Wajar dia terkejut. Aku memang tidak memberi tahu siapa pun soal kepulanganku hari ini. Rencananya, aku ingin memberi kejutan. Untuk Papa dan Mama. Tapi justru akulah yang dibuat terkejut—oleh kelakuan beja*t Papa sendiri.

“Eh, tadi kamu bilang apa? Papa harus ke rumah sakit, ya? Memangnya siapa yang sakit? Apakah kamu baik-baik saja, Veer?”

Nada khawatir itu terdengar begitu tulus, dan entah kenapa justru membuat dadaku semakin panas.

“Mama yang sakit,” jawabku dengan suara berat.

Ada jeda di seberang sana.

“Astaghfirullah ... di rumah sakit mana? Papa akan segera ke sana, Veer.”

“Rumah Sakit Sejahtera.”

Aku menutup panggilan sebelum emosiku benar-benar lepas kendali. Tanganku refleks mengelus dada, berusaha mengatur napas yang naik turun tak beraturan. Tapi tetap saja, rasa sesak itu tak mau pergi.

Di sudut ruangan, Bi Leha berdiri mematung. Dari kejauhan, dia tampak gelisah. Langkahnya maju sedikit, lalu berhenti, seolah ragu. Wajahnya menyiratkan ketakutan, bibirnya seperti ingin bicara tapi tak sanggup.

“Ada apa, Bi?”

Dia terkesiap kecil, cepat-cepat menggelengkan kepala, lalu menunduk dalam. "Enggak, Pak. Enggak ada apa-apa.”
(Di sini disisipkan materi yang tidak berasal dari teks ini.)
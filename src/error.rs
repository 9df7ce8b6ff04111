use axum::http::StatusCode;
use thiserror::Error;

/// Why the confirm action is currently disabled.
#[derive(Error, Debug, Clone, Copy, PartialEq, Eq)]
pub enum Ineligibility {
    #[error("Insufficient vouchers!")]
    InsufficientVouchers,

    #[error("Cart is empty")]
    EmptyCart,

    #[error("A purchase is already being processed")]
    SubmissionInFlight,
}

#[derive(Error, Debug)]
pub enum ClientError {
    #[error("Request failed: {0}")]
    Transport(#[from] reqwest::Error),

    #[error("GraphQL error: {0}")]
    GraphQl(String),

    #[error("Malformed response: {0}")]
    MalformedResponse(String),
}

#[derive(Error, Debug)]
pub enum CheckoutError {
    #[error("Purchase not allowed: {0}")]
    Ineligible(Ineligibility),

    #[error("Error confirming purchase: {0}")]
    SubmissionFailed(String),
}

#[derive(Error, Debug)]
pub enum AppError {
    #[error("{0}")]
    Checkout(#[from] CheckoutError),

    #[error("Malformed payload: {0}")]
    MalformedPayload(String),

    #[error("Not found: {0}")]
    NotFound(String),

    #[error("Internal error: {0}")]
    Internal(String),
}

impl AppError {
    pub fn status_code(&self) -> StatusCode {
        match self {
            AppError::Checkout(CheckoutError::Ineligible(_)) => StatusCode::CONFLICT,
            AppError::Checkout(CheckoutError::SubmissionFailed(_)) => StatusCode::BAD_GATEWAY,
            AppError::MalformedPayload(_) => StatusCode::BAD_REQUEST,
            AppError::NotFound(_) => StatusCode::NOT_FOUND,
            AppError::Internal(_) => StatusCode::INTERNAL_SERVER_ERROR,
        }
    }
}

#[cfg(test)]
mod tests {
    use super::*;

    #[test]
    fn checkout_errors_map_to_distinct_statuses() {
        let ineligible = AppError::from(CheckoutError::Ineligible(Ineligibility::EmptyCart));
        let failed = AppError::from(CheckoutError::SubmissionFailed("boom".to_string()));

        assert_eq!(ineligible.status_code(), StatusCode::CONFLICT);
        assert_eq!(failed.status_code(), StatusCode::BAD_GATEWAY);
        assert_eq!(AppError::MalformedPayload("page".to_string()).status_code(), StatusCode::BAD_REQUEST);
        assert_eq!(AppError::NotFound("chips".to_string()).status_code(), StatusCode::NOT_FOUND);
    }

    #[test]
    fn insufficient_vouchers_message_matches_footer_text() {
        assert_eq!(Ineligibility::InsufficientVouchers.to_string(), "Insufficient vouchers!");
    }

    #[test]
    fn ineligibility_nests_in_checkout_error_message() {
        let error = CheckoutError::Ineligible(Ineligibility::SubmissionInFlight);

        assert_eq!(error.to_string(), "Purchase not allowed: A purchase is already being processed");
        assert_eq!(Ineligibility::EmptyCart.to_string(), "Cart is empty");
    }
}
Sikap itu justru menguatkan kecurigaanku.

“Aku tau Bibi pasti mengetahui sesuatu. Dan tentang foto ini ....” Aku melangkah mendekat dan memperlihatkan ponsel Mama ke arahnya. Layar itu menyala terang, menampilkan wajah Papa dan wanita muda itu tanpa ampun. "Ini Papa dengan siapa? Pasti Papa berselingkuh, kan?”

“Bibi nggak tau, Pak. Bibi nggak tau apa-apa.” Kepalanya kembali menggeleng cepat. Tapi kali ini tubuhnya gemetar, kakinya mundur beberapa langkah, seperti berusaha menjauh dariku.

“Kalau Bibi nggak mau jujur, aku akan menyalahkan Bibi kalau sampai Mamaku kenapa-kenapa! Bibi akan bertanggung jawab!” Nada suaraku meninggi, penuh ancaman. Aku memang paling tidak suka dibohongi. Dan lebih dari itu—aku membenci orang yang memilih diam saat tahu kebenaran.

“Ampun, Pak. Bibi hanya kerja. Bibi takut.” Tangannya bergetar saat diangkat setengah, seolah ingin melindungi diri.

Aku melangkah maju lagi. Tatapanku tajam, menusuk, membuat Bi Leha semakin terpojok hingga punggungnya nyaris menempel dinding.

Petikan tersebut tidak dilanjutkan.